While It Is Poor In The Actual Number Of Its
Species, It Is Yet Wonderfully Rich In Peculiar Forms, Many Of
Which Are Singular Or Beautiful, And Are In Some Cases Absolutely
Unique Upon The Globe.
We behold here the curious phenomenon of
groups of insects changing their outline in a similar manner when
compared with those of surrounding islands, suggesting some
common cause which never seems to have acted elsewhere in exactly
the same way.
Celebes, therefore, presents us with a most
striking example of the interest that attaches to the study of
the geographical distribution of animals. We can see that their
present distribution upon the globe is the result of all the more
recent changes the earth's surface has undergone; and, by a
careful study of the phenomena, we are sometimes able to deduce
approximately what those past changes must have been in order to
produce the distribution we find to exist.

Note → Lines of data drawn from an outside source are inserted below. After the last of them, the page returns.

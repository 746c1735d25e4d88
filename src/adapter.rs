//! Conversion between GeoJSON features and planar `geo` polygons.
//!
//! Only Polygon and MultiPolygon features are usable. Anything else (points,
//! lines, geometry collections, features without geometry) is dropped
//! without error; a collection left with no usable features is rejected.

use geo::{Coord, LineString, MultiPolygon, Polygon};
use geojson::{Feature, FeatureCollection, GeoJson, Geometry as GeoJsonGeometry, Value as GeoJsonValue};
use log::{debug, warn};

use crate::error::{GridError, Result};

/// A feature whose geometry was converted to a planar MultiPolygon.
///
/// Keeps a borrow of the source feature so callers can reach its properties.
pub struct PolygonFeature<'a> {
    pub source: &'a Feature,
    pub geometry: MultiPolygon<f64>,
    pub has_z: bool,
}

/// Parse a GeoJSON FeatureCollection from text.
pub fn parse_feature_collection(text: &str) -> Result<FeatureCollection> {
    let value: serde_json::Value = serde_json::from_str(text)?;
    if value.get("features").is_none() {
        return Err(GridError::invalid("FeatureCollection has no 'features' member"));
    }
    match GeoJson::from_json_value(value)? {
        GeoJson::FeatureCollection(fc) => Ok(fc),
        _ => Err(GridError::invalid("expected a FeatureCollection")),
    }
}

/// Convert every polygonal feature in the collection, in order.
pub fn adapt_features(fc: &FeatureCollection) -> Result<Vec<PolygonFeature<'_>>> {
    let mut adapted = Vec::with_capacity(fc.features.len());
    let mut dropped = 0usize;

    for feature in &fc.features {
        let Some(geometry) = &feature.geometry else {
            dropped += 1;
            continue;
        };
        let (polygons, has_z) = match &geometry.value {
            GeoJsonValue::Polygon(rings) => (vec![to_polygon(rings)?], has_z_ordinate(rings)),
            GeoJsonValue::MultiPolygon(polygons) => {
                let has_z = polygons.iter().any(|rings| has_z_ordinate(rings));
                let polygons = polygons.iter()
                    .map(|rings| to_polygon(rings))
                    .collect::<Result<Vec<_>>>()?;
                (polygons, has_z)
            },
            _ => {
                dropped += 1;
                continue;
            },
        };
        adapted.push(PolygonFeature {
            source: feature,
            geometry: MultiPolygon(polygons),
            has_z,
        });
    }

    if dropped > 0 {
        warn!("Dropped {} feature(s) without Polygon or MultiPolygon geometry", dropped);
    }
    if adapted.is_empty() {
        return Err(GridError::invalid(
            "FeatureCollection contains no Polygon or MultiPolygon features",
        ));
    }
    debug!("Adapted {} of {} features", adapted.len(), fc.features.len());
    Ok(adapted)
}

fn has_z_ordinate(rings: &[Vec<Vec<f64>>]) -> bool {
    rings.iter().flatten().any(|position| position.len() > 2)
}

fn to_coord(position: &[f64]) -> Result<Coord<f64>> {
    match position {
        [x, y, ..] if x.is_finite() && y.is_finite() => Ok(Coord { x: *x, y: *y }),
        [_, _, ..] => Err(GridError::invalid(format!(
            "position {:?} has a non-finite ordinate", position
        ))),
        _ => Err(GridError::invalid(format!(
            "position must have at least two ordinates, found {}", position.len()
        ))),
    }
}

fn to_ring(ring: &[Vec<f64>]) -> Result<LineString<f64>> {
    ring.iter()
        .map(|position| to_coord(position))
        .collect::<Result<Vec<_>>>()
        .map(LineString::new)
}

/// Any z ordinate is discarded here; the planar model is strictly 2D.
fn to_polygon(rings: &[Vec<Vec<f64>>]) -> Result<Polygon<f64>> {
    let (exterior, holes) = rings.split_first()
        .ok_or_else(|| GridError::invalid("Polygon has no exterior ring"))?;
    let holes = holes.iter()
        .map(|ring| to_ring(ring))
        .collect::<Result<Vec<_>>>()?;
    Ok(Polygon::new(to_ring(exterior)?, holes))
}

fn polygon_rings(polygon: &Polygon<f64>) -> Vec<Vec<Vec<f64>>> {
    std::iter::once(polygon.exterior())
        .chain(polygon.interiors())
        .map(|ring| ring.coords().map(|c| vec![c.x, c.y]).collect())
        .collect()
}

/// Serialize a MultiPolygon as a 2D GeoJSON MultiPolygon geometry.
pub fn multi_polygon_to_geojson(multi_polygon: &MultiPolygon<f64>) -> GeoJsonGeometry {
    GeoJsonGeometry::new(GeoJsonValue::MultiPolygon(
        multi_polygon.0.iter().map(polygon_rings).collect(),
    ))
}

/// Wrap a geometry in a feature collection, e.g. to feed a merge result back in.
pub fn multi_polygon_to_feature_collection(multi_polygon: &MultiPolygon<f64>) -> FeatureCollection {
    FeatureCollection {
        bbox: None,
        features: vec![Feature {
            bbox: None,
            geometry: Some(multi_polygon_to_geojson(multi_polygon)),
            id: None,
            properties: Some(serde_json::Map::new()),
            foreign_members: None,
        }],
        foreign_members: None,
    }
}

/// Read the SRID declared by a legacy `crs` member, if any.
pub fn declared_srid(fc: &FeatureCollection) -> Result<Option<u32>> {
    let Some(crs) = fc.foreign_members.as_ref().and_then(|members| members.get("crs")) else {
        return Ok(None);
    };
    let name = crs.pointer("/properties/name")
        .and_then(|name| name.as_str())
        .ok_or_else(|| GridError::invalid("'crs' member has no properties.name"))?;

    if name.ends_with("CRS84") {
        return Ok(Some(4326));
    }
    name.rsplit(':')
        .next()
        .and_then(|code| code.parse::<u32>().ok())
        .map(Some)
        .ok_or_else(|| GridError::invalid(format!("unrecognised crs name '{}'", name)))
}

#[cfg(test)]
mod tests {
    use super::*;
    use serde_json::json;

    fn collection(value: serde_json::Value) -> FeatureCollection {
        parse_feature_collection(&value.to_string()).unwrap()
    }

    #[test]
    fn missing_features_member_is_rejected() {
        let err = parse_feature_collection(r#"{"type": "FeatureCollection"}"#).unwrap_err();
        assert!(err.message().contains("features"));
    }

    #[test]
    fn garbage_text_is_invalid_geojson() {
        assert!(matches!(
            parse_feature_collection("not json"),
            Err(GridError::InvalidGeoJson(_))
        ));
    }

    #[test]
    fn non_polygonal_features_are_dropped() {
        let fc = collection(json!({
            "type": "FeatureCollection",
            "features": [
                {"type": "Feature", "properties": {},
                 "geometry": {"type": "Point", "coordinates": [1.0, 2.0]}},
                {"type": "Feature", "properties": {"name": "square"},
                 "geometry": {"type": "Polygon",
                              "coordinates": [[[0.0, 0.0], [1.0, 0.0], [1.0, 1.0], [0.0, 1.0], [0.0, 0.0]]]}}
            ]
        }));
        let adapted = adapt_features(&fc).unwrap();
        assert_eq!(adapted.len(), 1);
        assert_eq!(adapted[0].geometry.0.len(), 1);
        assert!(!adapted[0].has_z);
        assert_eq!(adapted[0].source.property("name"), Some(&json!("square")));
    }

    #[test]
    fn z_ordinates_are_detected_and_dropped() {
        let fc = collection(json!({
            "type": "FeatureCollection",
            "features": [{"type": "Feature", "properties": {},
                "geometry": {"type": "MultiPolygon", "coordinates": [
                    [[[0.0, 0.0, 5.0], [1.0, 0.0, 5.0], [1.0, 1.0, 5.0], [0.0, 0.0, 5.0]]]
                ]}}]
        }));
        let adapted = adapt_features(&fc).unwrap();
        assert!(adapted[0].has_z);
        match multi_polygon_to_geojson(&adapted[0].geometry).value {
            GeoJsonValue::MultiPolygon(polygons) => {
                assert!(polygons.iter().flatten().flatten().all(|p| p.len() == 2));
            },
            other => panic!("unexpected geometry {:?}", other),
        }
    }

    #[test]
    fn polygon_without_rings_is_rejected() {
        let fc = collection(json!({
            "type": "FeatureCollection",
            "features": [{"type": "Feature", "properties": {},
                "geometry": {"type": "Polygon", "coordinates": []}}]
        }));
        assert!(adapt_features(&fc).is_err());
    }

    #[test]
    fn crs_names_are_recognised() {
        let mut fc = collection(json!({
            "type": "FeatureCollection",
            "crs": {"type": "name", "properties": {"name": "urn:ogc:def:crs:EPSG::3857"}},
            "features": []
        }));
        assert_eq!(declared_srid(&fc).unwrap(), Some(3857));

        fc.foreign_members = None;
        assert_eq!(declared_srid(&fc).unwrap(), None);

        let fc = collection(json!({
            "type": "FeatureCollection",
            "crs": {"type": "name", "properties": {"name": "urn:ogc:def:crs:OGC:1.3:CRS84"}},
            "features": []
        }));
        assert_eq!(declared_srid(&fc).unwrap(), Some(4326));
    }
}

In the comparatively
simple case of the Timor group, we were able to deduce these
changes with some approach to certainty. In the much more
complicated case of Celebes, we can only indicate their general
nature, since we now see the result, not of any single or recent
change only, but of a whole series of the later revolutions which
have resulted in the present distribution of land in the Eastern
Hemisphere.
CHAPTER XIX.
BANDA.
(DECEMBER 1857, MAY 1859, APRIL 1861.)
THE Dutch mail steamer in which I travelled from Macassar to
Banda and Amboyna was a roomy and comfortable vessel, although it
would only go six miles an hour in the finest weather.